Young’s five decades of cancer innovations

Matthew Flinders Distinguished Emeritus Professor Graeme Young used last week’s College of Medicine and Public Health Forum to reflect on his life’s work, marking 50 years since his academic career started, and 25 years since moving from Melbourne to Flinders University – “the richer part of my academic career” as he described it.

The strategy of his research career was outlined in a farewell address that Professor Young gave called “Keeping the Pipes Clean – five decades in the gut”​, that traced highlights of his extraordinary career, which included driving the creation of the Flinders Centre for Innovation in Cancer, before his retirement from Flinders University last year.

Professor Young explained that his medical research began with him being stationed in PNG as a medical doctor doing National Service in 1971, when leprosy in that country was high, but adverse effects during anti-leprosy treatment was also high, due to side effects from drugs reacting with recessive genes. He was challenged to device a simple test without much equipment, and he found a solution. It shaped the way he sought to address problems that became a hallmark throughout his career.

By 1984, he had focused his research on bowel health, in tandem with prevention of Colorectal Cancer – by balancing the colonic ecosystem (and understanding how dietary factors affect this), and by developing biomarkers to screen and monitor therapy.

He says the most important aspect was translating laboratory tests to introduce change into the population. He recalled an important trial that came as a consequence of delivering an address at a major international conference and trading ideas with other experts, leading to them devising new tests to prevent dehydration through colonic health change.

This led to a major international series of studies, and even trying to improve the rehydration of Australian Rules footballers, doing trials with Adelaide Crows players in 2014 to test a special shake with resistant starch during training and recovery – providing significant benefits through preventing loss of fluids during performance.

More studies of resistant starch showed a pathway to solutions for the growing problem of colorectal cancer– with a global annual diagnosis rate of about 1.4 million people that is skyrocketing as more populations grow in affluence, noting that about 75% of causes are linked to diet and lifestyle.
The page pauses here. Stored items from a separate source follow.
//! Integration tests for the REST client against a mock backend.

mod common;

use common::{alert_json, api_config, server_json, summary_json};
use servereye::api::{ApiClient, ApiError};
use servereye::session::SessionStore;
use std::sync::Arc;
use std::time::Duration;
use wiremock::matchers::{header, method, path, query_param};
use wiremock::{Mock, MockServer, ResponseTemplate};

#[tokio::test]
async fn test_fetch_servers_uses_page_size_and_items() {
    let mock_server = MockServer::start().await;

    Mock::given(method("GET"))
        .and(path("/api/v1/servers"))
        .and(query_param("size", "200"))
        .respond_with(ResponseTemplate::new(200).set_body_json(serde_json::json!({
            "items": [server_json(1), server_json(2)],
            "total": 2,
            "page": 1,
            "size": 200
        })))
        .expect(1)
        .mount(&mock_server)
        .await;

    let client = ApiClient::new(&api_config(&mock_server.uri())).unwrap();
    let servers = client.fetch_servers(200).await.unwrap();

    assert_eq!(servers.len(), 2);
    assert_eq!(servers[1].display_name, "srv-2");
}

#[tokio::test]
async fn test_fetch_active_alerts() {
    let mock_server = MockServer::start().await;

    Mock::given(method("GET"))
        .and(path("/api/v1/alerts/active"))
        .respond_with(
            ResponseTemplate::new(200).set_body_json(serde_json::json!([alert_json(3), alert_json(4)])),
        )
        .mount(&mock_server)
        .await;

    let client = ApiClient::new(&api_config(&mock_server.uri())).unwrap();
    let alerts = client.fetch_active_alerts().await.unwrap();

    assert_eq!(alerts.len(), 2);
    assert_eq!(alerts[0].alert_id, 3);
    assert_eq!(alerts[0].threshold_value, Some(80.0));
}

#[tokio::test]
async fn test_fetch_summary_with_partial_counts() {
    let mock_server = MockServer::start().await;

    Mock::given(method("GET"))
        .and(path("/api/v1/dashboard/summary"))
        .respond_with(ResponseTemplate::new(200).set_body_json(summary_json(5)))
        .mount(&mock_server)
        .await;

    let client = ApiClient::new(&api_config(&mock_server.uri())).unwrap();
    let summary = client.fetch_summary().await.unwrap();

    assert_eq!(summary.total_servers, 5);
    assert_eq!(summary.status_counts.online, 5);
    assert_eq!(summary.status_counts.critical, 0);
    assert_eq!(summary.today_alert_count, 3);
}

#[tokio::test]
async fn test_bearer_token_is_sent() {
    let mock_server = MockServer::start().await;

    Mock::given(method("GET"))
        .and(path("/api/v1/alerts/active"))
        .and(header("authorization", "Bearer secret-token"))
        .respond_with(ResponseTemplate::new(200).set_body_json(serde_json::json!([])))
        .expect(1)
        .mount(&mock_server)
        .await;

    let session = Arc::new(SessionStore::in_memory());
    session.set_token("secret-token").unwrap();
    let client = ApiClient::new(&api_config(&mock_server.uri()))
        .unwrap()
        .with_session(session);

    assert!(client.fetch_active_alerts().await.unwrap().is_empty());
}

#[tokio::test]
async fn test_acknowledge_alert_puts() {
    let mock_server = MockServer::start().await;

    Mock::given(method("PUT"))
        .and(path("/api/v1/alerts/17/acknowledge"))
        .respond_with(ResponseTemplate::new(200).set_body_json(serde_json::json!({"ok": true})))
        .expect(1)
        .mount(&mock_server)
        .await;

    let client = ApiClient::new(&api_config(&mock_server.uri())).unwrap();
    client.acknowledge_alert(17).await.unwrap();
}

#[tokio::test]
async fn test_unauthorized_clears_persisted_token() {
    let mock_server = MockServer::start().await;

    Mock::given(method("GET"))
        .and(path("/api/v1/dashboard/summary"))
        .respond_with(ResponseTemplate::new(401))
        .mount(&mock_server)
        .await;

    let dir = tempfile::tempdir().unwrap();
    let session_path = dir.path().join("session.json");
    let session = Arc::new(SessionStore::open(&session_path).unwrap());
    session.set_token("expired").unwrap();
    session.set_dark_mode(true).unwrap();

    let client = ApiClient::new(&api_config(&mock_server.uri()))
        .unwrap()
        .with_session(Arc::clone(&session));

    let err = client.fetch_summary().await.unwrap_err();
    assert_eq!(err, ApiError::Unauthorized);
    assert!(client.token().is_none());

    let reopened = SessionStore::open(&session_path).unwrap();
    assert!(reopened.token().is_none());
    assert!(reopened.dark_mode()); // other keys untouched
}

#[tokio::test]
async fn test_server_error_maps_to_http() {
    let mock_server = MockServer::start().await;

    Mock::given(method("GET"))
        .and(path("/api/v1/alerts/active"))
        .respond_with(ResponseTemplate::new(503))
        .mount(&mock_server)
        .await;

    let client = ApiClient::new(&api_config(&mock_server.uri())).unwrap();
    assert_eq!(
        client.fetch_active_alerts().await.unwrap_err(),
        ApiError::Http(503)
    );
}

#[tokio::test]
async fn test_invalid_body_maps_to_decode() {
    let mock_server = MockServer::start().await;

    Mock::given(method("GET"))
        .and(path("/api/v1/alerts/active"))
        .respond_with(ResponseTemplate::new(200).set_body_string("<html>oops</html>"))
        .mount(&mock_server)
        .await;

    let client = ApiClient::new(&api_config(&mock_server.uri())).unwrap();
    assert!(matches!(
        client.fetch_active_alerts().await,
        Err(ApiError::Decode(_))
    ));
}

#[tokio::test]
async fn test_slow_backend_times_out() {
    let mock_server = MockServer::start().await;

    Mock::given(method("GET"))
        .and(path("/api/v1/dashboard/summary"))
        .respond_with(
            ResponseTemplate::new(200)
                .set_body_json(summary_json(1))
                .set_delay(Duration::from_secs(3)),
        )
        .mount(&mock_server)
        .await;

    let mut config = api_config(&mock_server.uri());
    config.timeout_seconds = 1;
    let client = ApiClient::new(&config).unwrap();

    assert_eq!(client.fetch_summary().await.unwrap_err(), ApiError::Timeout(1));
}

#[tokio::test]
async fn test_unreachable_backend_is_transport_error() {
    let listener = std::net::TcpListener::bind("127.0.0.1:0").unwrap();
    let addr = listener.local_addr().unwrap();
    drop(listener);

    let client = ApiClient::new(&api_config(&format!("http://{}", addr))).unwrap();
    assert!(matches!(
        client.fetch_summary().await,
        Err(ApiError::Transport(_))
    ));
}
Trying to curb this requires more screening across populations, but Professor Young faced challenges to achieve this, noting initially insufficient technology – highlighting the need for simpler, improved tests – and public reticence to do the test, for which Professor Young coined the phrase “faecophoia”.

It required radical thinking to forge new solutions, and the efforts of Professor Young and colleagues to isolate traces of blood in the large intestine through testing saw them drink their own blood mixed with tomato juice and then test their own faeces. It provided answers for better tests that have ultimately led to reduced death rates from cancer, and greatly increased early identification of cancer.
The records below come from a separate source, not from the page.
//! Shared test utilities for ServerEye integration tests.
//!
//! Provides builders for store types and backend JSON, plus an in-process
//! WebSocket server that stands in for the backend's live stream.

#![allow(dead_code)]

use axum::extract::ws::{Message, WebSocket, WebSocketUpgrade};
use axum::extract::State;
use axum::response::Response;
use axum::routing::get;
use axum::Router;
use serde_json::{json, Value};
use servereye::config::ApiConfig;
use servereye::store::{ActiveAlert, ServerStatus, ServerSummary, Severity};
use servereye::stream::{ConnectionState, StreamConfig};
use std::net::SocketAddr;
use std::sync::atomic::{AtomicUsize, Ordering};
use std::sync::Arc;
use std::time::Duration;
use tokio::sync::{broadcast, watch};
use tokio_util::sync::CancellationToken;

// =============================================================================
// Store Builders
// =============================================================================

pub fn make_server(id: u64) -> ServerSummary {
    ServerSummary {
        server_id: id,
        display_name: format!("srv-{}", id),
        ip_address: format!("10.0.0.{}", id),
        os_type: "linux".to_string(),
        group_name: "web".to_string(),
        status: ServerStatus::Online,
        cpu_usage_pct: Some(10.0),
        mem_usage_pct: Some(20.0),
        disk_max_pct: Some(30.0),
        last_collected_at: Some("2024-05-01 10:00:00".to_string()),
        active_alerts: 0,
    }
}

pub fn make_alert(id: u64) -> ActiveAlert {
    ActiveAlert {
        alert_id: id,
        server_id: 1,
        server_name: "srv-1".to_string(),
        severity: Severity::Warning,
        metric_name: Some("cpu_usage_pct".to_string()),
        metric_value: Some(81.0),
        threshold_value: Some(80.0),
        message: format!("alert {}", id),
        acknowledged: false,
        created_at: "2024-05-01 10:00:00".to_string(),
        duration_seconds: 60,
    }
}

// =============================================================================
// Backend JSON
// =============================================================================

pub fn server_json(id: u64) -> Value {
    serde_json::to_value(make_server(id)).unwrap()
}

pub fn alert_json(id: u64) -> Value {
    serde_json::to_value(make_alert(id)).unwrap()
}

pub fn summary_json(total: u32) -> Value {
    json!({
        "total_servers": total,
        "status_counts": {"online": total},
        "avg_cpu": 12.5,
        "avg_mem": 40.0,
        "active_alerts": 1,
        "unacknowledged_alerts": 1,
        "today_alert_count": 3,
        "uptime_pct": 99.9
    })
}

pub fn metrics_frame(server_id: u64, cpu: f64) -> String {
    json!({
        "type": "metrics",
        "server_id": server_id,
        "server_name": format!("srv-{}", server_id),
        "status": "online",
        "data": {"cpu_usage_pct": cpu, "mem_usage_pct": 55.0, "disk_max_pct": 60.0},
        "timestamp": "2024-05-01 10:00:05"
    })
    .to_string()
}

pub fn alert_fired_frame(alert_id: u64, server_id: u64) -> String {
    json!({
        "type": "alert_fired",
        "alert_id": alert_id,
        "server_id": server_id,
        "server_name": format!("srv-{}", server_id),
        "severity": "critical",
        "metric_name": "cpu_usage_pct",
        "metric_value": 97.2,
        "threshold_value": 90.0,
        "message": "CPU usage critical",
        "timestamp": "2024-05-01 10:00:06"
    })
    .to_string()
}

pub fn alert_resolved_frame(alert_id: u64, server_id: u64) -> String {
    json!({
        "type": "alert_resolved",
        "alert_id": alert_id,
        "server_id": server_id,
        "timestamp": "2024-05-01 10:05:00"
    })
    .to_string()
}

pub fn api_config(base_url: &str) -> ApiConfig {
    ApiConfig {
        base_url: base_url.to_string(),
        timeout_seconds: 2,
        ..Default::default()
    }
}

pub fn fast_stream_config(reconnect_delay_ms: u64) -> StreamConfig {
    StreamConfig {
        enabled: true,
        reconnect_delay_ms,
        keepalive_seconds: 0,
    }
}

// =============================================================================
// WebSocket Test Server
// =============================================================================

/// Instruction pushed to every connected client.
#[derive(Debug, Clone)]
pub enum ServerFrame {
    Text(String),
    Close,
}

struct Shared {
    connections: AtomicUsize,
    pings: AtomicUsize,
    frames: broadcast::Sender<ServerFrame>,
}

/// In-process stand-in for the backend's live stream endpoints.
pub struct WsTestServer {
    pub addr: SocketAddr,
    shared: Arc<Shared>,
    cancel_token: CancellationToken,
}

impl WsTestServer {
    pub async fn start() -> Self {
        let (frames, _) = broadcast::channel(64);
        let shared = Arc::new(Shared {
            connections: AtomicUsize::new(0),
            pings: AtomicUsize::new(0),
            frames,
        });

        let app = Router::new()
            .route("/ws/dashboard", get(upgrade))
            .route("/ws/server/:id", get(upgrade))
            .with_state(Arc::clone(&shared));

        let listener = tokio::net::TcpListener::bind("127.0.0.1:0").await.unwrap();
        let addr = listener.local_addr().unwrap();
        let cancel_token = CancellationToken::new();
        let shutdown = cancel_token.clone();

        tokio::spawn(async move {
            axum::serve(listener, app)
                .with_graceful_shutdown(async move { shutdown.cancelled().await })
                .await
                .unwrap();
        });

        Self {
            addr,
            shared,
            cancel_token,
        }
    }

    /// `http://` origin, as configured for the REST client.
    pub fn http_url(&self) -> String {
        format!("http://{}", self.addr)
    }

    pub fn dashboard_url(&self) -> String {
        format!("ws://{}/ws/dashboard", self.addr)
    }

    pub fn connections(&self) -> usize {
        self.shared.connections.load(Ordering::SeqCst)
    }

    pub fn pings(&self) -> usize {
        self.shared.pings.load(Ordering::SeqCst)
    }

    pub fn send_text(&self, text: impl Into<String>) {
        let _ = self.shared.frames.send(ServerFrame::Text(text.into()));
    }

    pub fn close_all(&self) {
        let _ = self.shared.frames.send(ServerFrame::Close);
    }

    /// Wait until at least `n` connections have been accepted.
    pub async fn wait_for_connections(&self, n: usize) {
        wait_until(Duration::from_secs(5), || self.connections() >= n).await;
    }
}

impl Drop for WsTestServer {
    fn drop(&mut self) {
        self.cancel_token.cancel();
    }
}

async fn upgrade(ws: WebSocketUpgrade, State(shared): State<Arc<Shared>>) -> Response {
    ws.on_upgrade(move |socket| serve_socket(socket, shared))
}

async fn serve_socket(mut socket: WebSocket, shared: Arc<Shared>) {
    // Subscribe before counting so frames sent after the count is observed arrive
    let mut frames = shared.frames.subscribe();
    shared.connections.fetch_add(1, Ordering::SeqCst);

    loop {
        tokio::select! {
            frame = frames.recv() => match frame {
                Ok(ServerFrame::Text(text)) => {
                    if socket.send(Message::Text(text)).await.is_err() {
                        break;
                    }
                }
                Ok(ServerFrame::Close) | Err(_) => {
                    let _ = socket.send(Message::Close(None)).await;
                    break;
                }
            },
            incoming = socket.recv() => match incoming {
                Some(Ok(Message::Text(text))) if text == "ping" => {
                    shared.pings.fetch_add(1, Ordering::SeqCst);
                    let _ = socket.send(Message::Text("pong".to_string())).await;
                }
                Some(Ok(Message::Close(_))) | None | Some(Err(_)) => break,
                Some(Ok(_)) => {}
            },
        }
    }
}

// =============================================================================
// Waiting
// =============================================================================

/// Poll `condition` every 10ms until it holds; panic after `timeout`.
pub async fn wait_until(timeout: Duration, mut condition: impl FnMut() -> bool) {
    let deadline = tokio::time::Instant::now() + timeout;
    while !condition() {
        if tokio::time::Instant::now() >= deadline {
            panic!("condition not met within {:?}", timeout);
        }
        tokio::time::sleep(Duration::from_millis(10)).await;
    }
}

/// Wait until the connection reports `target`.
pub async fn wait_for_state(rx: &mut watch::Receiver<ConnectionState>, target: ConnectionState) {
    tokio::time::timeout(Duration::from_secs(5), rx.wait_for(|s| *s == target))
        .await
        .unwrap_or_else(|_| panic!("never reached {}", target))
        .unwrap();
}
Professor Young noted that while the new test worked, the greater challenge was to increase participation numbers of bowel cancer screening to truly reduce bowel cancer statistics. He collaborated with behavioural experts to make the next essential breakthrough of getting more people to test, and this led to the National Bowel Cancer Screening Program – which has enjoyed enormous success in reducing fatalities, and advanced stages of bowel cancer. This has led to a massive global expansion of programs, with more than 50 countries now having organised bowel cancer screening programs.

Professor Young closed his address by reflecting that more than 500 people have co-authored research with him, many based at Flinders, and he thanked everyone he worked with – “so many smart people who came to me with smart ideas and have been able to put all the pieces together”.